125 Джульетта Уильяма Шекспира может быть в нашем представлении (как, впрочем, и в представлении англичан) всякой: белобрысый, курносой, девчонкой с угловатыми манерами и смуглой задумчивой красавицей. И возлюбленный ее, Ромео, может быть как любой наш девятиклассник: заикой, хулиганом, степенным молодым философом. И наши фантазии на темы шекспировской Вероны могут быть беспредельны, а вот Лариса Островского должна быть одна и та же, она в принципе неизменна, как борода у Тита Титыча.

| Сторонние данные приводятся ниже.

#[test]
fn test_rejected_decorations_are_redrawn_on_next_trigger() {
    let mut h = Harness::enabled();
    let doc = h.open(TEXT);
    h.host.reject_decorations = 1;
    h.focus(doc, 1, 6);

    assert_eq!(h.text(doc), PADDED_AT_6);
    assert!(!h.host.decorations.contains_key(&doc));
    assert!(!h.model.applied.contains_key(&doc));

    // Same cursor, same text: still redrawn
    h.move_to(doc, 1, 6);
    assert_eq!(h.host.decorations[&doc].columns.len(), 3);
    assert_eq!(h.text(doc), PADDED_AT_6);
    assert!(h.model.applied.contains_key(&doc));
}
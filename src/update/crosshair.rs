//! Toggle command and async results (timers, edit acknowledgements, prompts)

use super::job::{abandon_job, begin_disable, drive, enable, finish_job, refresh};
use crate::commands::Cmd;
use crate::host::{TabChoice, TextSource};
use crate::messages::CrosshairMsg;
use crate::model::{CrosshairModel, PendingAction, Phase, Step, Wait};

/// Handle engine messages
pub fn update_crosshair<S: TextSource>(
    model: &mut CrosshairModel,
    source: &S,
    msg: CrosshairMsg,
) -> Option<Cmd> {
    match msg {
        CrosshairMsg::Toggle => {
            let enabled = match &model.pending {
                Some(PendingAction::Shutdown) => return None,
                Some(PendingAction::Enable { .. }) => true,
                Some(PendingAction::Disable { .. }) => false,
                None => model.config.enabled,
            };
            if enabled {
                begin_disable(model, source, true, None)
            } else {
                enable(model, source, true)
            }
        }

        CrosshairMsg::UpdateReady {
            document_id,
            kind,
            generation,
        } => {
            if !model.debouncer.is_current(document_id, kind, generation) {
                tracing::trace!(
                    "Dropping stale timer for doc={} gen={}",
                    document_id.0,
                    generation
                );
                return None;
            }
            model.debouncer.complete(document_id, kind, generation);

            if model.phase != Phase::Idle
                || model.active != Some(document_id)
                || model.saving.contains_key(&document_id)
            {
                return None;
            }
            refresh(model, source, document_id)
        }

        CrosshairMsg::EditsApplied { ticket, result } => {
            let waiting_ticket = match model.phase.job().and_then(|job| job.waiting.as_ref()) {
                Some(Wait::Edits { ticket, .. }) => Some(*ticket),
                _ => None,
            };
            if waiting_ticket != Some(ticket) {
                tracing::debug!("Ignoring acknowledgement for unknown ticket {}", ticket);
                return None;
            }
            let Some(job) = model.phase.job_mut() else {
                return None;
            };
            let best_effort = job.kind.is_best_effort();
            let Some(Wait::Edits {
                doc,
                record,
                restore,
                ..
            }) = job.waiting.take()
            else {
                return None;
            };

            match result {
                Ok(()) => {
                    model.spans.record(doc, record);
                    drive(model, source)
                }
                Err(e) => {
                    tracing::warn!("Host rejected edits for doc={}: {}", doc.0, e);
                    model.spans.record(doc, restore);
                    model.applied.remove(&doc);
                    if best_effort {
                        drive(model, source)
                    } else {
                        let mut cmds = Vec::new();
                        finish_job(model, source, false, &mut cmds);
                        Cmd::batch(cmds)
                    }
                }
            }
        }

        CrosshairMsg::DecorationsApplied {
            document_id,
            result,
        } => {
            if let Err(e) = result {
                // Not drawn, so the next trigger at this cursor must not be skipped
                tracing::warn!("Host rejected decorations for doc={}: {}", document_id.0, e);
                model.applied.remove(&document_id);
            }
            None
        }

        CrosshairMsg::TabChoice {
            document_id,
            choice,
        } => {
            let awaited = matches!(
                model.phase.job().and_then(|job| job.waiting.as_ref()),
                Some(Wait::TabChoice { doc }) if *doc == document_id
            );
            if !awaited {
                tracing::debug!("Ignoring tab choice for doc={}", document_id.0);
                return None;
            }

            match choice {
                Some(TabChoice::Convert) => {
                    if let Some(job) = model.phase.job_mut() {
                        job.waiting = None;
                        job.steps.push_front(Step::ConvertTabs(document_id));
                    }
                    drive(model, source)
                }
                Some(TabChoice::Disable) | None => {
                    abandon_job(model);
                    begin_disable(model, source, true, None)
                }
            }
        }
    }
}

Подозреваю, что охранительные рефлексы тоже имеют свой опасный предел как по отношению к нашим любимым детям, так и к детишкам нашей отечественной драматургии. Пределов в жизни и искусстве предостаточно, их границы зачастую условны, спорны, и не все они поддаются научному анализу. Но некоторые поддаются.

Ученые-лингвисты, например, нашли математически точный процент изменений в словарном запасе каждого языка за единицу времени. Эта в целом постоянная величина дает возможность довольно точно определить, сколько слов уходит из нашей жизни, скажем, за сто лет и сколько на их место приходит слов вновь образованных. Вот почему, к сожалению, «Слово о полку Игореве» не может быть полностью прочитано современным читателем. Вот почему в «Памятниках литературы Древней Руси» с левой стороны каждого разворота расположены подлинные тексты «Повести временных лет», «Слова о полку Игореве» и других шедевров, а справа — их перевод на современный русский язык. Перевод красив, сочен, он ничего не упрощает и не оскопляет и вместе с тем не имеет тех уникальных по своей фонетической музыке древнерусских предложений и отдельных слов, что являлись украшением нашей словесности. Можно горько сожалеть по этому поводу и потом смириться, 126 можно смириться сразу, без сожаления. У кого как получится. Я смирился не сразу, но когда смирился, подумал, что вопрос перевода выходит за рамки непосредственно литературы, языка.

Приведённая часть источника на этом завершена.